§ EXERCISE DATA
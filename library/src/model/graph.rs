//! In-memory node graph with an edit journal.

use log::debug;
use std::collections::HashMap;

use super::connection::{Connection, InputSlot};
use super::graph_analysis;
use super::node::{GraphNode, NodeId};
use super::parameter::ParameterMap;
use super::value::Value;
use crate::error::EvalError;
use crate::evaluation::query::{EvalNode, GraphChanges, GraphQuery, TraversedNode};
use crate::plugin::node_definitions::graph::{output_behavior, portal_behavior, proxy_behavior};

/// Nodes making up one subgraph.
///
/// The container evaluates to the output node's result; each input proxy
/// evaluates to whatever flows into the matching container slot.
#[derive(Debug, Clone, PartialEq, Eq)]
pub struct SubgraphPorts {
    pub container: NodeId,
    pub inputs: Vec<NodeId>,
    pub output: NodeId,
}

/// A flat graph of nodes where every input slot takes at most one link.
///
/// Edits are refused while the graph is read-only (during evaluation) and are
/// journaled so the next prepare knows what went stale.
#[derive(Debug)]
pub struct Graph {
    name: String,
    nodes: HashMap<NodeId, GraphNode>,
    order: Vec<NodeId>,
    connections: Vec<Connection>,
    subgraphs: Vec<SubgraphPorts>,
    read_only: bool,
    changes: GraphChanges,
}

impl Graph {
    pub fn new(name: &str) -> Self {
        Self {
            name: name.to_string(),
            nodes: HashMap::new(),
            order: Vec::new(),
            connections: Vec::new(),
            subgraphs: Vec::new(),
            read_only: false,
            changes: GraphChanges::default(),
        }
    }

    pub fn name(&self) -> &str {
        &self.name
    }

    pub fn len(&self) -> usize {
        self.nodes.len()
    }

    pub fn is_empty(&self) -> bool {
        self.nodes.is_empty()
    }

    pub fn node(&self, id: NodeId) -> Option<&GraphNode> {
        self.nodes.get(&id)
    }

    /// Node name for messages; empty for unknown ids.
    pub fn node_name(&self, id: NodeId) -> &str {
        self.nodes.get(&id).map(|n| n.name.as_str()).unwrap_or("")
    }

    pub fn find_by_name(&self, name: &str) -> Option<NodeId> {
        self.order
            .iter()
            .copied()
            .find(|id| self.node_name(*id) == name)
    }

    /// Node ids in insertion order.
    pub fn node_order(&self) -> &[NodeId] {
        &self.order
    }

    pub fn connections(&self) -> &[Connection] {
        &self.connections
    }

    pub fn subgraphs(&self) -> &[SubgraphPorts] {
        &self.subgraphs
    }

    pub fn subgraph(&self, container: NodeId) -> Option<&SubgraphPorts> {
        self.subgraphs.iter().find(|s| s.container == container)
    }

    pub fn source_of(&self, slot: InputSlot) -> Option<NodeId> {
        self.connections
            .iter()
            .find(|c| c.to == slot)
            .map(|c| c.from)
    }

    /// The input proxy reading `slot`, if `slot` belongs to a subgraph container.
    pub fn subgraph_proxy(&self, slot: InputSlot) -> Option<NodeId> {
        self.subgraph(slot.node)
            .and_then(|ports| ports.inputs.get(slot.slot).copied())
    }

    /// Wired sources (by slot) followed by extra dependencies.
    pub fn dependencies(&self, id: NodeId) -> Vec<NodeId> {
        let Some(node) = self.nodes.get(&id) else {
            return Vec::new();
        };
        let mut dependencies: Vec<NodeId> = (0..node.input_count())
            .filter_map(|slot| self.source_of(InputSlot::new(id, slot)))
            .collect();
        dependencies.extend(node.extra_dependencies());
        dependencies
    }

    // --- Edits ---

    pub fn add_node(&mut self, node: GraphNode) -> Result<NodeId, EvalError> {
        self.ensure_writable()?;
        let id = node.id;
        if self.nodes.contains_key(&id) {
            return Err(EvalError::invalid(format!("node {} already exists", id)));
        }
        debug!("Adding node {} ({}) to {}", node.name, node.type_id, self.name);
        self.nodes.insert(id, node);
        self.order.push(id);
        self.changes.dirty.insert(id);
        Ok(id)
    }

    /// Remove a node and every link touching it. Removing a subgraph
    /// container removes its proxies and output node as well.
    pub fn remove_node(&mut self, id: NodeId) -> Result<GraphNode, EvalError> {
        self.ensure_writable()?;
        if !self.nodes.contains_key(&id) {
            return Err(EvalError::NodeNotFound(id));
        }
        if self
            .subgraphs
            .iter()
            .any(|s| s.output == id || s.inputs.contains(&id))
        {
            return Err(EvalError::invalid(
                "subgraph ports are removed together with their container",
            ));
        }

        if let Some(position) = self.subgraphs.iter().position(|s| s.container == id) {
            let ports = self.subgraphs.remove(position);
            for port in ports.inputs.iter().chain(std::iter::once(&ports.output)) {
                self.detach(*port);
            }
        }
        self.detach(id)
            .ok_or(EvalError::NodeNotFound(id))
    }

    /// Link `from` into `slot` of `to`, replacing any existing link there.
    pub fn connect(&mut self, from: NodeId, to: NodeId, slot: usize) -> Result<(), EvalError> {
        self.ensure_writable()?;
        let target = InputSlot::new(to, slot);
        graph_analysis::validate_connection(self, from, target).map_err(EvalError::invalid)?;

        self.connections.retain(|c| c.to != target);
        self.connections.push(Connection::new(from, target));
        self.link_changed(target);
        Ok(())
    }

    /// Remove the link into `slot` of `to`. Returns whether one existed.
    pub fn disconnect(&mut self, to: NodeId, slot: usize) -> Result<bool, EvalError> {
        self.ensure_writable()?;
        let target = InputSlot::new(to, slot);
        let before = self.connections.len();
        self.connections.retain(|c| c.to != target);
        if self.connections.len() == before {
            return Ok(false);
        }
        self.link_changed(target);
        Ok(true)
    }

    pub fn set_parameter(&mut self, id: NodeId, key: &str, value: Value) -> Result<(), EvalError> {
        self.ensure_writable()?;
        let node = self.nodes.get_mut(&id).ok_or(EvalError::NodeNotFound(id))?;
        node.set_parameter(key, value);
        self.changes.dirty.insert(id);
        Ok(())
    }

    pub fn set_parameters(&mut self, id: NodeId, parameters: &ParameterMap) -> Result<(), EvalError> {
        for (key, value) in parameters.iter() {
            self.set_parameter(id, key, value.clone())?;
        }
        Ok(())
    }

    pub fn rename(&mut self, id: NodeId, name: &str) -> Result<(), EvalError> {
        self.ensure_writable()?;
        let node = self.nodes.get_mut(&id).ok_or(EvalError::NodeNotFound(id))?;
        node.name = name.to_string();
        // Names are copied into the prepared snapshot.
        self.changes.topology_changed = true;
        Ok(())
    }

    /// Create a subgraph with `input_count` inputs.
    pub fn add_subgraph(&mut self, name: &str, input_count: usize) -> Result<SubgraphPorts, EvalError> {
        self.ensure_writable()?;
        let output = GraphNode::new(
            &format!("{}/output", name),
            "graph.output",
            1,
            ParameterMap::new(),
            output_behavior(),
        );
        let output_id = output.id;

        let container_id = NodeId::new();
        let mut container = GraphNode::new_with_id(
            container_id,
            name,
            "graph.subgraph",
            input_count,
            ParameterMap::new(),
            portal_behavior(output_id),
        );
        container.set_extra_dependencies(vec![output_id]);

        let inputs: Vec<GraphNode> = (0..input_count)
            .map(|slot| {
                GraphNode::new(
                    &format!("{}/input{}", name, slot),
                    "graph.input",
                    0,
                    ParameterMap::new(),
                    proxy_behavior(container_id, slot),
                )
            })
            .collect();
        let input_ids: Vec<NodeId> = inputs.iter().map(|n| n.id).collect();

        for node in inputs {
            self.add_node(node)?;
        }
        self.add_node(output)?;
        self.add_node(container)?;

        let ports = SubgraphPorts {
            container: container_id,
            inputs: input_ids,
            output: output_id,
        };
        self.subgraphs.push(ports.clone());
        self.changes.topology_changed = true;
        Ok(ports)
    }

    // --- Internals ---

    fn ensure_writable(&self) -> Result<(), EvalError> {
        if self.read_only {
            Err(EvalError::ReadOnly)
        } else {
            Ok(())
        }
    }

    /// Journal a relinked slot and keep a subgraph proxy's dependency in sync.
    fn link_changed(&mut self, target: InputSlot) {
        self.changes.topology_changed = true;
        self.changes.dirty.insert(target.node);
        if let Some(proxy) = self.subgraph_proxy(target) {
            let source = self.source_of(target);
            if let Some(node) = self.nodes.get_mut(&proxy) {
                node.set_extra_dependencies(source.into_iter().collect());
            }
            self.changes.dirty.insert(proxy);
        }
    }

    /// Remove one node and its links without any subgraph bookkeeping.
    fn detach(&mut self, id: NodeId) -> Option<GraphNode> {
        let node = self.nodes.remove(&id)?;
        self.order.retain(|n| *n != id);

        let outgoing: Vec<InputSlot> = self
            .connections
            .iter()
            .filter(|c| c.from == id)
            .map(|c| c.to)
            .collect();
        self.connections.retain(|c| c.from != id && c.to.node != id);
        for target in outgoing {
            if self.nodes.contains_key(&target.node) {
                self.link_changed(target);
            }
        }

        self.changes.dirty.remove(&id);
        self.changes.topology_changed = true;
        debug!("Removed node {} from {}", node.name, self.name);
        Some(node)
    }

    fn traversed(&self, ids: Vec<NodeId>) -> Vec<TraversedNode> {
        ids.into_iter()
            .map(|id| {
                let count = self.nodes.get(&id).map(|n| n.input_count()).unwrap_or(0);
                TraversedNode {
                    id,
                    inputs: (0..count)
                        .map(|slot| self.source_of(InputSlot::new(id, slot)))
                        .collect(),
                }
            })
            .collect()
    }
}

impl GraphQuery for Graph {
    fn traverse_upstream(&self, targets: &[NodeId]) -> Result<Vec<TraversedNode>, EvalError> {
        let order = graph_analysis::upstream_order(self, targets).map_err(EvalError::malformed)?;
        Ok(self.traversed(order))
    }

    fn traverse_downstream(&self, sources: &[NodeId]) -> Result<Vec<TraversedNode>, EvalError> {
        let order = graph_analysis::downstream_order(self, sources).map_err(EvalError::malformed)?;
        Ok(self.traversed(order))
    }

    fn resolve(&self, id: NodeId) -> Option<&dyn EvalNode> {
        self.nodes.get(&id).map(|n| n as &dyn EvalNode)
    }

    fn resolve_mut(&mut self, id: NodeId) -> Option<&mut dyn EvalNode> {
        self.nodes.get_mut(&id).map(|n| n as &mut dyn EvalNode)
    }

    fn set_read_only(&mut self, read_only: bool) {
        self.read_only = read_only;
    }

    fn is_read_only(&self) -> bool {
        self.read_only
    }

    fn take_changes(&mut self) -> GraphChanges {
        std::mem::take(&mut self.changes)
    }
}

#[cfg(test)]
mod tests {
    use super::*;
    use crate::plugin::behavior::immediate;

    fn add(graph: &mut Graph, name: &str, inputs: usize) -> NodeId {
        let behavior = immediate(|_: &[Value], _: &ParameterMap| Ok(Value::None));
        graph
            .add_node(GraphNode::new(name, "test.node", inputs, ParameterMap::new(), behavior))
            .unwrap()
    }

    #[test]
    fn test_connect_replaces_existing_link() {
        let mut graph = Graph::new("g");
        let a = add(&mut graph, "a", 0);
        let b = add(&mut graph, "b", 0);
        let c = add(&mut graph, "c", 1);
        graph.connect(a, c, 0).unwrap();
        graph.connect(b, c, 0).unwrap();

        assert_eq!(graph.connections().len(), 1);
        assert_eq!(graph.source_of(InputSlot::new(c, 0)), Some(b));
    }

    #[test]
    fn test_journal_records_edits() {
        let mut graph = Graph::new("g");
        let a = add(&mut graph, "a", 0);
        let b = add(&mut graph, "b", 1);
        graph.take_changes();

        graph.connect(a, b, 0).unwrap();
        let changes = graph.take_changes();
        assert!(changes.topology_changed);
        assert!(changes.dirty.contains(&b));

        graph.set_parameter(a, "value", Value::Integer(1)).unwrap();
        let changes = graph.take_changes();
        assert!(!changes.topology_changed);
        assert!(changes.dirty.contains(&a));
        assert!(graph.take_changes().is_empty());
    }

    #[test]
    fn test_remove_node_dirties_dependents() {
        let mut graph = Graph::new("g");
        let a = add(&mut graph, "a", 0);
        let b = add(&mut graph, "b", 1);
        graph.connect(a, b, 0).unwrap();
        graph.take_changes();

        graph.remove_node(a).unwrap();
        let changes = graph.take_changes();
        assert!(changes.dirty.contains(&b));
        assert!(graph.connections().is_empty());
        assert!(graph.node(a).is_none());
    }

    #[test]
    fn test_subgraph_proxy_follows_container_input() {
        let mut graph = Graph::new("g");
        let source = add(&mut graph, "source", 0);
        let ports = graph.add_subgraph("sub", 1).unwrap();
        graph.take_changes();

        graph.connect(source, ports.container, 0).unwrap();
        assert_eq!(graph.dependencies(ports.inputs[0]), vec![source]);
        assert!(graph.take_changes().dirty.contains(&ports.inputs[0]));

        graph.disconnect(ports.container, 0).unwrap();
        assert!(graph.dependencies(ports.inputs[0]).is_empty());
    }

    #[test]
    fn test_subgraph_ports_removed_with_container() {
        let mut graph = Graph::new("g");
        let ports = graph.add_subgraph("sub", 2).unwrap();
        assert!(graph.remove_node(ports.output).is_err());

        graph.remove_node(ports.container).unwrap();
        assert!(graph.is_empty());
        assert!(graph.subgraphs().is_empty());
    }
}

--

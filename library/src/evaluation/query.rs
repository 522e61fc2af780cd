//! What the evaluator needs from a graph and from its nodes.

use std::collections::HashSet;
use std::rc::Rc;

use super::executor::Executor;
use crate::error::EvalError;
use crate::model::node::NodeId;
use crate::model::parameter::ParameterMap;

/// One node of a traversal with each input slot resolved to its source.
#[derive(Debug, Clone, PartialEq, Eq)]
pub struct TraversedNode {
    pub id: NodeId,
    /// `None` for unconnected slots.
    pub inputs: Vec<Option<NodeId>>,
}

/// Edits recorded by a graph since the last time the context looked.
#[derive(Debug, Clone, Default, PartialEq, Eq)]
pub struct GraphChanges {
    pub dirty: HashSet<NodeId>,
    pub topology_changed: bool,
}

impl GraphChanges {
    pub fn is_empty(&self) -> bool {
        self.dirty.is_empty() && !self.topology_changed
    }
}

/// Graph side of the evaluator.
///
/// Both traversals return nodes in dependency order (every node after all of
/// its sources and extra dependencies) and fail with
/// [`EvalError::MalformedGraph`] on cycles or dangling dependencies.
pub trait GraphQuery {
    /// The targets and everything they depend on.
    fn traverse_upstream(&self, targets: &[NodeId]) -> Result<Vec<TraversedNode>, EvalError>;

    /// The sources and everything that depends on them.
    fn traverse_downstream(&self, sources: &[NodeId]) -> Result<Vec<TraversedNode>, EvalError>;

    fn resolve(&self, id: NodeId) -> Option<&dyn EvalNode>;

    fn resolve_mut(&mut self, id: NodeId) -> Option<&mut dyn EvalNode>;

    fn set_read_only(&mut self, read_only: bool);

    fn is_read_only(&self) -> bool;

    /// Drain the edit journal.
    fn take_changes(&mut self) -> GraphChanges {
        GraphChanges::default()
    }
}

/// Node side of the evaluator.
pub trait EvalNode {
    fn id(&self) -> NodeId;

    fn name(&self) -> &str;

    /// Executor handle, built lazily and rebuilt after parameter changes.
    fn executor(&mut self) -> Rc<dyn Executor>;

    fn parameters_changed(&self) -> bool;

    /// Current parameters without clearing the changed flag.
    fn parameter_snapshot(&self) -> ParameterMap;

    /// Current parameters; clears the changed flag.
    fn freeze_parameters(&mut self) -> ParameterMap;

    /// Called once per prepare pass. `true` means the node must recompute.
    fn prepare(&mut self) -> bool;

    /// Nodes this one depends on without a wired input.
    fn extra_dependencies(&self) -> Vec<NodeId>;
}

§ PROBLEM STATEMENT
Locate and copy each line in the data above that includes the word "library".

§ ANSWER TO THIS EXERCISE
filename library/src/model/graph.rs
filename library/src/evaluation/query.rs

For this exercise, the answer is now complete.